----- Given data -----
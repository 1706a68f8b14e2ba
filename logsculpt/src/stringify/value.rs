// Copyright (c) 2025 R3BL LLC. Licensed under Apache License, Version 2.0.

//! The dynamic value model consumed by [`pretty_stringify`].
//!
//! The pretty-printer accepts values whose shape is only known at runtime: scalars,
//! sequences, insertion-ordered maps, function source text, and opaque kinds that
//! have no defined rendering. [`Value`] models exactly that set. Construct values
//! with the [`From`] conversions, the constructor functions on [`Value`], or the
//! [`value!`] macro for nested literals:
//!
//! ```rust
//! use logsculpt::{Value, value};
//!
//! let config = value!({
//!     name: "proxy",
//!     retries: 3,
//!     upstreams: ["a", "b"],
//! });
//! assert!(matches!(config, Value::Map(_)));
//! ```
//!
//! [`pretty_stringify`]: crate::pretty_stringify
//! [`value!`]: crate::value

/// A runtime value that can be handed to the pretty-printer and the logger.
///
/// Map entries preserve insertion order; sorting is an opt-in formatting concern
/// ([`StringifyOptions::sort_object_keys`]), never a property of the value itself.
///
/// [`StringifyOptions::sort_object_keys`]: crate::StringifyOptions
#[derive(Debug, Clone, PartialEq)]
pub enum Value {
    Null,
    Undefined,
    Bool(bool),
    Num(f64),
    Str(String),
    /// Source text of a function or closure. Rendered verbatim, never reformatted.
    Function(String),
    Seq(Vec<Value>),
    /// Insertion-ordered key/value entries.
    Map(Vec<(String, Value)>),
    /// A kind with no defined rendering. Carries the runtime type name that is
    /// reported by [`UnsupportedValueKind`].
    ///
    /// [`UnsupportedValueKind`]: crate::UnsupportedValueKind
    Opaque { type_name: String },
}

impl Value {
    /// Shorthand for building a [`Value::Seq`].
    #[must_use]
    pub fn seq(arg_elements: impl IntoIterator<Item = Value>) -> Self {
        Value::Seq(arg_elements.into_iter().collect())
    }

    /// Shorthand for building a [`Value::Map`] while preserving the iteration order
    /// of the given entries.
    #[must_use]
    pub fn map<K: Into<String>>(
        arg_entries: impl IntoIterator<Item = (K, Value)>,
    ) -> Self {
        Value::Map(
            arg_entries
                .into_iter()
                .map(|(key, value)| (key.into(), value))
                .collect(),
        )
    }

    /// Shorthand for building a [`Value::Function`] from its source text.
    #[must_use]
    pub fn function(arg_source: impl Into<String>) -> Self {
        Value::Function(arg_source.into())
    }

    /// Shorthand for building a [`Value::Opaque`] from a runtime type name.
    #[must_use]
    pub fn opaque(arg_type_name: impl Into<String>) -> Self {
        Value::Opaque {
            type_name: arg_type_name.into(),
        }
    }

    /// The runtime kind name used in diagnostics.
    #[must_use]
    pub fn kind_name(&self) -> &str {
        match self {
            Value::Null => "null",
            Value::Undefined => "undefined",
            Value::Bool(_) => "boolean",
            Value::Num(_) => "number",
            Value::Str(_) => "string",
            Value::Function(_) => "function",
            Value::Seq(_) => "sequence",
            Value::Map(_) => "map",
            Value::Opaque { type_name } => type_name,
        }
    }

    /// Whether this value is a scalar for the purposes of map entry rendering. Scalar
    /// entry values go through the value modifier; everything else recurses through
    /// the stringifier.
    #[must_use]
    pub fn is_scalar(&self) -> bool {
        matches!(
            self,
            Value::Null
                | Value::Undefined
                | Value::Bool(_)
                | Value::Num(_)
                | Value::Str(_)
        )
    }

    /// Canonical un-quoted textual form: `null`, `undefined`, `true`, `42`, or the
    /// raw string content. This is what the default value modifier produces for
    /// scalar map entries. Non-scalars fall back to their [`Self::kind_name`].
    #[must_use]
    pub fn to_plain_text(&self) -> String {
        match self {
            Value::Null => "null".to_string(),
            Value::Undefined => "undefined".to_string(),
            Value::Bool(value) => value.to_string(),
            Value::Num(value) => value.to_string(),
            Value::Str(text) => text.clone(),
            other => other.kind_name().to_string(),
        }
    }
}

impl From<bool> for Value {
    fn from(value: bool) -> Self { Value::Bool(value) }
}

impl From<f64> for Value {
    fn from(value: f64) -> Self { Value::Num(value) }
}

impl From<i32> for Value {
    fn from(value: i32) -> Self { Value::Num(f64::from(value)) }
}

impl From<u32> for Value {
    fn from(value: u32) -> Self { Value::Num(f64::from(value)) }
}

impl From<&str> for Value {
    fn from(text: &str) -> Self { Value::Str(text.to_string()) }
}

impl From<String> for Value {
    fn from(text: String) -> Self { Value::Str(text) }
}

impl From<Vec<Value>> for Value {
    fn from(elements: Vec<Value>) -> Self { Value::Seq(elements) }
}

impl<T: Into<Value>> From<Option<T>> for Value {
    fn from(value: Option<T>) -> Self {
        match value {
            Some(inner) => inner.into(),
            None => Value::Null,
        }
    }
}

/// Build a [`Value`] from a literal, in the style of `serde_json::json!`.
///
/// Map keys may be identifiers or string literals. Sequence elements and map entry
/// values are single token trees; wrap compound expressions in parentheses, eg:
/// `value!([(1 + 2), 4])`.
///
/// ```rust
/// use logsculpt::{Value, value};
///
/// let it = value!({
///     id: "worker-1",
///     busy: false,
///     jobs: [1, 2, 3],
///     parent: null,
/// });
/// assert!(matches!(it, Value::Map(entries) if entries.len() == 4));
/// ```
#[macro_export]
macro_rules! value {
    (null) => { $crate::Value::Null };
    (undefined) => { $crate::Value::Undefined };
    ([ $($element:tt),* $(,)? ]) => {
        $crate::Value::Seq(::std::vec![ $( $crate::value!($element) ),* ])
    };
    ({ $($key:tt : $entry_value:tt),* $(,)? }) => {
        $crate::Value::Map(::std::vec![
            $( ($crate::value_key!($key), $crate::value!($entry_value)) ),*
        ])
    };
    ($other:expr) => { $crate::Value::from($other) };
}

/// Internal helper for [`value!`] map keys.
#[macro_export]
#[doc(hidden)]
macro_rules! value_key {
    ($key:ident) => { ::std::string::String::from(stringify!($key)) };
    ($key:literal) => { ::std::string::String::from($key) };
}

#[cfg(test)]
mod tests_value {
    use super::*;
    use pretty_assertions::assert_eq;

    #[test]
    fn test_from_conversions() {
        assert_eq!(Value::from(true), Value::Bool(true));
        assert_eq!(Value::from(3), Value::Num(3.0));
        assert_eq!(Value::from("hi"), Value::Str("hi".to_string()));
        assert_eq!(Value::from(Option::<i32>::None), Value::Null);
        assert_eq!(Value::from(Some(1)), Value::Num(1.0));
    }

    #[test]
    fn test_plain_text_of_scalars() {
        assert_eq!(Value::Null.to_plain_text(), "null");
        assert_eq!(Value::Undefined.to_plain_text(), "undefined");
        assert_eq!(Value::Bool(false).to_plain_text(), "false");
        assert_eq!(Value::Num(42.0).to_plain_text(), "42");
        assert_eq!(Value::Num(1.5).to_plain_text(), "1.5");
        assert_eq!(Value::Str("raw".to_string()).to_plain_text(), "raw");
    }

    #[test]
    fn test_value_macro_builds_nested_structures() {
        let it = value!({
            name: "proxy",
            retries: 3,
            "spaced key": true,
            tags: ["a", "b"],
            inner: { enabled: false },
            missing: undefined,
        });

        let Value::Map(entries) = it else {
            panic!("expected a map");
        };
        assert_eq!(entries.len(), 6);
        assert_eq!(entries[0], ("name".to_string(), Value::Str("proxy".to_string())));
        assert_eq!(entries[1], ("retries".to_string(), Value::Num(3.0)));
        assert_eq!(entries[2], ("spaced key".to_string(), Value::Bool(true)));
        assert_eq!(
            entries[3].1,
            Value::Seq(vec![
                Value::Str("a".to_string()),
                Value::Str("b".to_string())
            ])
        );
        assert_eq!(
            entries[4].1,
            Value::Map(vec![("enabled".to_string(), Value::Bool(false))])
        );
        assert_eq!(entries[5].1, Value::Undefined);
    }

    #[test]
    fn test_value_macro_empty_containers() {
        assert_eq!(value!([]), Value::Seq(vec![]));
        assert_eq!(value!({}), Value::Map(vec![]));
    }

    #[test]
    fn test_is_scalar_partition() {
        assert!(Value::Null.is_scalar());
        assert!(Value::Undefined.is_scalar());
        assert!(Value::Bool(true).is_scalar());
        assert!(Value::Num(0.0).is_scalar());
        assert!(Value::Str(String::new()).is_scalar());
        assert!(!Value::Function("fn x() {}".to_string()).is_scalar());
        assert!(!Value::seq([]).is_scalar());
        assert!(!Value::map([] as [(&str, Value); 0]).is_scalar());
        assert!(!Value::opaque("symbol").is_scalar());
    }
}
-----
• _Instructions to follow_: Copy out each line of the data containing the string "modifier".

• _Solution_:
    /// entry values go through the value modifier; everything else recurses through
    /// raw string content. This is what the default value modifier produces for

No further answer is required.